RHEL9(plow)/poetry not setting ld library paths correctly when installing PyTorch along with not installing a requirement(numpy)
Description
When I try to add Pytorch and then import torch, I keep getting an error saying the libcudnn.so file is not found. Here is how to reproduce the error:
poetry new torch-newest cd torch-newest poetry add torch (which defaults to the newest 2.2.2) poetry shell python -c "import torch"
Traceback (most recent call last): File "", line 1, in File "/central/home/zwang2/torch-newest/.venv/lib64/python3.9/site-packages/torch/init.py", line 237, in from torch._C import * # noqa: F403 ImportError: libcudnn.so.8: cannot open shared object file: No such file or directory
Workarounds
poetry new torch-newest cd torch-newest poetry add torch poetry add numpy export LD_LIBRARY_PATH=$LD_LIBRARY_PATH:/home/$USER/.cache/pypoetry/virtualenvs/torch-newest-bPtN3B6m-py3.9/lib/python3.9/site-packages/nvidia/cudnn/lib/:/home/$USER/.cache/pypoetry/virtualenvs/torch-newest-bPtN3B6m-py3.9/lib/python3.9/site-packages/nvidia/nccl/lib poetry shell python -c "import torch"

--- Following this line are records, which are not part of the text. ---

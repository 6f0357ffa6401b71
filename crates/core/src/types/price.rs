//! Decimal money amounts and the cart totals arithmetic.
//!
//! All shop prices are in a single currency (the backend has no currency
//! field), so [`Price`] is a thin wrapper over [`Decimal`]. Floating point is
//! only ever seen on the wire; everything in memory is decimal.

use core::fmt;
use core::iter::Sum;
use core::ops::{Add, Mul};

use rust_decimal::{Decimal, RoundingStrategy};
use serde::{Deserialize, Serialize};

/// Flat sales tax applied to every cart subtotal (10%).
pub const TAX_RATE: Decimal = Decimal::from_parts(10, 0, 0, false, 2);

/// Round an amount to cents, halves away from zero.
#[must_use]
pub fn round_money(amount: Decimal) -> Decimal {
    amount.round_dp_with_strategy(2, RoundingStrategy::MidpointAwayFromZero)
}

/// A money amount in the shop's currency.
#[derive(Debug, Clone, Copy, PartialEq, Eq, PartialOrd, Ord, Hash, Default, Serialize, Deserialize)]
#[serde(transparent)]
pub struct Price(Decimal);

impl Price {
    /// Zero.
    pub const ZERO: Self = Self(Decimal::ZERO);

    /// Create a price from a decimal amount.
    #[must_use]
    pub const fn new(amount: Decimal) -> Self {
        Self(amount)
    }

    /// Create a price from an integer number of cents.
    #[must_use]
    pub fn from_cents(cents: i64) -> Self {
        Self(Decimal::new(cents, 2))
    }

    /// The underlying decimal amount.
    #[must_use]
    pub const fn amount(&self) -> Decimal {
        self.0
    }

    /// Amount with two decimal places and no currency symbol (`"33.00"`).
    #[must_use]
    pub fn to_fixed(&self) -> String {
        format!("{:.2}", round_money(self.0))
    }
}

impl fmt::Display for Price {
    fn fmt(&self, f: &mut fmt::Formatter<'_>) -> fmt::Result {
        write!(f, "${}", self.to_fixed())
    }
}

impl From<Decimal> for Price {
    fn from(amount: Decimal) -> Self {
        Self(amount)
    }
}

// Amounts come straight from backend JSON, so arithmetic saturates at
// `Decimal::MAX` instead of panicking.
impl Add for Price {
    type Output = Self;

    fn add(self, rhs: Self) -> Self {
        Self(self.0.saturating_add(rhs.0))
    }
}

impl Mul<u32> for Price {
    type Output = Self;

    fn mul(self, quantity: u32) -> Self {
        Self(self.0.saturating_mul(Decimal::from(quantity)))
    }
}

impl Sum for Price {
    fn sum<I: Iterator<Item = Self>>(iter: I) -> Self {
        iter.fold(Self::ZERO, Add::add)
    }
}

/// Subtotal, tax and grand total of a cart.
///
/// `subtotal` is the exact sum of `unit price * quantity`; `tax` is
/// `subtotal * TAX_RATE` rounded to cents; `total` is `subtotal + tax`.
#[derive(Debug, Clone, Copy, PartialEq, Eq, Default, Serialize)]
pub struct CartTotals {
    pub subtotal: Price,
    pub tax: Price,
    pub total: Price,
    /// Number of units across all lines.
    pub item_count: u32,
}

impl CartTotals {
    /// Compute totals from `(unit price, quantity)` pairs.
    #[must_use]
    pub fn from_lines<I>(lines: I) -> Self
    where
        I: IntoIterator<Item = (Price, u32)>,
    {
        let (subtotal, item_count) = lines
            .into_iter()
            .fold((Price::ZERO, 0_u32), |(sum, count), (price, quantity)| {
                (sum + price * quantity, count.saturating_add(quantity))
            });

        let tax = Price::new(round_money(subtotal.amount().saturating_mul(TAX_RATE)));

        Self {
            subtotal,
            tax,
            total: subtotal + tax,
            item_count,
        }
    }
}
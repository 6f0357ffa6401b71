//! Storefront configuration loaded from environment variables.
//!
//! # Environment Variables
//!
//! All variables are optional.
//!
//! - `LOCAL_SHOP_API_BASE_URL` - Shop REST backend (default: `http://localhost:8080/api`)
//! - `STOREFRONT_HOST` - Bind address (default: 127.0.0.1)
//! - `STOREFRONT_PORT` - Listen port (default: 3000)
//! - `STOREFRONT_PROFILE_DIR` - Directory for the mock logged-in profile (default: `.local-shop`)
//! - `SENTRY_DSN` - Sentry error tracking DSN
//! - `SENTRY_ENVIRONMENT` - Sentry environment name
//! - `SENTRY_SAMPLE_RATE` - Error sample rate, 0.0 to 1.0 (default: 1.0)
//! - `SENTRY_TRACES_SAMPLE_RATE` - Transaction sample rate, 0.0 to 1.0 (default: 0.0)

use std::net::{IpAddr, SocketAddr};
use std::path::PathBuf;

use thiserror::Error;
use url::Url;

/// Default backend location.
pub const DEFAULT_API_BASE_URL: &str = "http://localhost:8080/api";

/// Configuration errors that can occur during loading.
#[derive(Debug, Error)]
pub enum ConfigError {
    #[error("Invalid environment variable {0}: {1}")]
    InvalidEnvVar(String, String),
}

/// Storefront application configuration.
#[derive(Debug, Clone)]
pub struct StorefrontConfig {
    /// IP address to bind the server to
    pub host: IpAddr,
    /// Port to listen on
    pub port: u16,
    /// Shop REST backend configuration
    pub api: ShopApiConfig,
    /// Where the mock identity provider keeps the logged-in profile
    pub profile_dir: PathBuf,
    /// Sentry DSN for error tracking
    pub sentry_dsn: Option<String>,
    /// Sentry environment name
    pub sentry_environment: Option<String>,
    /// Fraction of errors sent to Sentry
    pub sentry_sample_rate: f32,
    /// Fraction of transactions traced
    pub sentry_traces_sample_rate: f32,
}

/// Shop REST backend configuration.
#[derive(Debug, Clone)]
pub struct ShopApiConfig {
    /// Base URL all endpoint paths are appended to.
    pub base_url: Url,
}

impl Default for ShopApiConfig {
    #[allow(clippy::expect_used)]
    fn default() -> Self {
        Self {
            base_url: Url::parse(DEFAULT_API_BASE_URL).expect("default API base URL is valid"),
        }
    }
}

impl StorefrontConfig {
    /// Load configuration from environment variables.
    ///
    /// Calls `dotenvy::dotenv()` to load from `.env` file if present.
    ///
    /// # Errors
    ///
    /// Returns `ConfigError` if a variable is set but cannot be parsed.
    pub fn from_env() -> Result<Self, ConfigError> {
        // Load .env file if present (ignore errors if not found)
        let _ = dotenvy::dotenv();

        let host = parse_env("STOREFRONT_HOST", "127.0.0.1")?;
        let port = parse_env("STOREFRONT_PORT", "3000")?;
        let api = ShopApiConfig::from_env()?;
        let profile_dir = PathBuf::from(get_env_or_default("STOREFRONT_PROFILE_DIR", ".local-shop"));

        let sentry_dsn = get_optional_env("SENTRY_DSN");
        let sentry_environment = get_optional_env("SENTRY_ENVIRONMENT");
        let sentry_sample_rate = parse_sample_rate("SENTRY_SAMPLE_RATE", "1.0")?;
        let sentry_traces_sample_rate = parse_sample_rate("SENTRY_TRACES_SAMPLE_RATE", "0.0")?;

        Ok(Self {
            host,
            port,
            api,
            profile_dir,
            sentry_dsn,
            sentry_environment,
            sentry_sample_rate,
            sentry_traces_sample_rate,
        })
    }

    /// Returns the socket address for binding the server.
    #[must_use]
    pub const fn socket_addr(&self) -> SocketAddr {
        SocketAddr::new(self.host, self.port)
    }
}

impl ShopApiConfig {
    fn from_env() -> Result<Self, ConfigError> {
        let raw = get_env_or_default("LOCAL_SHOP_API_BASE_URL", DEFAULT_API_BASE_URL);
        Ok(Self {
            base_url: parse_base_url("LOCAL_SHOP_API_BASE_URL", &raw)?,
        })
    }
}

// =============================================================================
// Helper Functions
// =============================================================================

/// Get an optional environment variable, treating empty values as unset.
fn get_optional_env(key: &str) -> Option<String> {
    std::env::var(key).ok().filter(|v| !v.trim().is_empty())
}

/// Get an environment variable with a default value.
fn get_env_or_default(key: &str, default: &str) -> String {
    get_optional_env(key).unwrap_or_else(|| default.to_string())
}

/// Parse an environment variable (or its default) with `FromStr`.
fn parse_env<T>(key: &str, default: &str) -> Result<T, ConfigError>
where
    T: std::str::FromStr,
    T::Err: std::fmt::Display,
{
    get_env_or_default(key, default)
        .parse::<T>()
        .map_err(|e| ConfigError::InvalidEnvVar(key.to_string(), e.to_string()))
}

/// Parse a sample rate and check it lies in `0.0..=1.0`.
fn parse_sample_rate(key: &str, default: &str) -> Result<f32, ConfigError> {
    let rate: f32 = parse_env(key, default)?;
    if (0.0..=1.0).contains(&rate) {
        Ok(rate)
    } else {
        Err(ConfigError::InvalidEnvVar(
            key.to_string(),
            format!("must be between 0.0 and 1.0 (got {rate})"),
        ))
    }
}

/// Parse the backend base URL. Only `http` and `https` are accepted.
fn parse_base_url(key: &str, raw: &str) -> Result<Url, ConfigError> {
    let url = Url::parse(raw).map_err(|e| ConfigError::InvalidEnvVar(key.to_string(), e.to_string()))?;

    if !matches!(url.scheme(), "http" | "https") {
        return Err(ConfigError::InvalidEnvVar(
            key.to_string(),
            format!("unsupported scheme '{}'", url.scheme()),
        ));
    }

    Ok(url)
}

Poetry Installation Method
pip
Operating System
RHEL9
Poetry Version
1.8.2
Poetry Configuration
cache-dir = "/home/zwang2/.cache/pypoetry"
experimental.system-git-client = false
installer.max-workers = null
installer.modern-installation = true
installer.no-binary = null
installer.parallel = true
keyring.enabled = true
solver.lazy-wheel = true
virtualenvs.create = true
virtualenvs.in-project = null
virtualenvs.options.always-copy = false
virtualenvs.options.no-pip = false
virtualenvs.options.no-setuptools = false
virtualenvs.options.system-site-packages = false
virtualenvs.path = "{cache-dir}/virtualenvs" # /home/zwang2/.cache/pypoetry/virtualenvs
virtualenvs.prefer-active-python = false
virtualenvs.prompt = "{project_name}-py{python_version}"
warnings.export = true
Python Sysconfig
No response
Example pyproject.toml
No response
Poetry Runtime Logs
Traceback (most recent call last):
File "", line 1, in
File "/central/home/zwang2/torch-newest/.venv/lib64/python3.9/site-packages/torch/init.py", line 237, in
from torch._C import * # noqa: F403
ImportError: libcudnn.so.8: cannot open shared object file: No such file or directory
it is not poetry's responsibility to set your environment variables. Actually it is not even within poetry's power.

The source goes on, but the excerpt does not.